With one phone call, I’ve accidentally ended up in a survival caravan fit out for a nuclear holocaust. But within days, I’m converted, and perhaps you should be too.

It’s pitch dark in a way you only get in the bush as I arrive at the property of a man I met an hour ago.

“This is my base”, he says. “I have everything you need.”

Peering through the darkness, I realise he means it. There’s chickens, a veggie garden that’d put WholeFoods Market to shame, solar panels and septic tanks. And then, “what’s in the basement?”

“Six months of fuel and some basic weapons.”

“Weapons?!”

“Just basic ones.”

Suddenly, I realise what this charming bush cottage actually is.

It’s a “bug out” — a well-equipped base that survivalists keep ready for when “TSHTF” (the shit hits the fan).

And this man? He’s a “prepper” — someone who’s turned “prepping” for disaster into a way of life.

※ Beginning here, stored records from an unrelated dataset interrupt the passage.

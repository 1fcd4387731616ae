//! DecisionResult and clarification types

use serde::{Deserialize, Serialize};

use crate::domain::GarmentItem;

/// What the engine decided to do with this turn
#[derive(Debug, Clone, Copy, PartialEq, Eq, Serialize, Deserialize)]
#[serde(rename_all = "snake_case")]
pub enum DecisionAction {
    /// Apply the mutation now
    Execute,
    /// Pause and ask; nothing is merged into the outfit yet
    Clarify,
    /// Propose a transformation that needs explicit approval
    Suggest,
}

impl std::fmt::Display for DecisionAction {
    fn fmt(&self, f: &mut std::fmt::Formatter<'_>) -> std::fmt::Result {
        match self {
            DecisionAction::Execute => write!(f, "execute"),
            DecisionAction::Clarify => write!(f, "clarify"),
            DecisionAction::Suggest => write!(f, "suggest"),
        }
    }
}

/// Why a clarification was raised; drives answer replay
#[derive(Debug, Clone, Copy, PartialEq, Eq, Serialize, Deserialize)]
#[serde(rename_all = "snake_case")]
pub enum ClarificationKind {
    /// Which worn item should come off
    RemovalTarget,
    /// Removal would empty the outfit; needs an explicit yes
    ConfirmRemoval,
    /// Which worn item should be modified
    AttributeTarget,
    /// Which top-equivalent layer should the candidate replace
    LayerTarget,
    /// One-piece swapped for a top; what goes on the bottom
    BottomPreference,
    /// One-piece swapped for a bottom; what goes on top
    TopPreference,
    /// A suggested transformation awaiting approval
    Approval,
    /// Request too vague to act on
    Rephrase,
}

/// The question the engine wants answered before it will act
#[derive(Debug, Clone, PartialEq, Serialize, Deserialize)]
pub struct ClarificationPrompt {
    pub kind: ClarificationKind,
    pub question: String,
    /// Multiple-choice options; free-text answers are also matched
    pub options: Vec<String>,
}

/// Concrete mutation plan for one turn
///
/// For `Clarify` and `Suggest`, `items_to_add`/`items_to_remove` are the
/// *pending* plan retained for replay - they are not merged into outfit
/// state until the user answers.
#[derive(Debug, Clone, PartialEq, Serialize, Deserialize)]
pub struct DecisionResult {
    pub action: DecisionAction,
    pub items_to_add: Vec<GarmentItem>,
    pub items_to_remove: Vec<GarmentItem>,
    pub clarification: Option<ClarificationPrompt>,
    pub requires_approval: bool,
    /// Tells the compositing collaborator to rebuild from the original
    /// photo instead of layering onto the prior result
    pub regenerate_from_scratch: bool,
    pub reasoning: String,
}

impl DecisionResult {
    /// An applied mutation
    ///
    /// The regeneration flag is derived, not chosen: any removal (which is
    /// also how same-zone conflicts are resolved) forces a rebuild; pure
    /// additions layer onto the prior composite.
    pub fn execute(
        items_to_add: Vec<GarmentItem>,
        items_to_remove: Vec<GarmentItem>,
        reasoning: impl Into<String>,
    ) -> Self {
        let regenerate_from_scratch = !items_to_remove.is_empty();
        Self {
            action: DecisionAction::Execute,
            items_to_add,
            items_to_remove,
            clarification: None,
            requires_approval: false,
            regenerate_from_scratch,
            reasoning: reasoning.into(),
        }
    }

    /// A paused decision awaiting an answer
    pub fn clarify(
        prompt: ClarificationPrompt,
        pending_add: Vec<GarmentItem>,
        pending_remove: Vec<GarmentItem>,
        reasoning: impl Into<String>,
    ) -> Self {
        Self {
            action: DecisionAction::Clarify,
            items_to_add: pending_add,
            items_to_remove: pending_remove,
            clarification: Some(prompt),
            requires_approval: false,
            regenerate_from_scratch: false,
            reasoning: reasoning.into(),
        }
    }

    /// A proposed transformation requiring explicit approval
    pub fn suggest(
        items_to_add: Vec<GarmentItem>,
        items_to_remove: Vec<GarmentItem>,
        reasoning: impl Into<String>,
    ) -> Self {
        Self {
            action: DecisionAction::Suggest,
            items_to_add,
            items_to_remove,
            clarification: None,
            requires_approval: true,
            regenerate_from_scratch: true,
            reasoning: reasoning.into(),
        }
    }
}
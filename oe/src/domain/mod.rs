//! Garment and outfit domain types
//!
//! Pure data model: zones, garments, and the zone-organized outfit
//! snapshot. Nothing here performs I/O; the snapshot is recomputed from the
//! authoritative item list every turn.

mod garment;
mod outfit;
mod zone;

pub use garment::{GarmentItem, GarmentSpec};
pub use outfit::{OutfitKind, OutfitState};
pub use zone::{Zone, is_category_keyword, known_category, zone_for_category};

He had needed someone to drive his second car from Perth to the desert, where he lived, deep in a national park, for half of each year — a friend asked could I help him?

I couldn’t resist the lure of a new escapade — my flight (and shower) would have to wait a little longer.

Now, I’m faced with the vehicle we’ll drive 17 hours into the outback tomorrow: a floral-patterned 1970s caravan, full of supplies for a nuclear holocaust.

And I’ll be living out of this caravan-cross-bunker for the next 10 days.

I lift the bed to stash my bags underneath. There’s two months of tinned food and an axe.

I open a cupboard beside the bed. An avalanche of toothbrushes and dental floss rains down on me.

Crouched on the caravan floor, gathering up the toothbrushes like an apocalyptic “pick-up sticks”, I stare up at the prepper, waiting for an explanation.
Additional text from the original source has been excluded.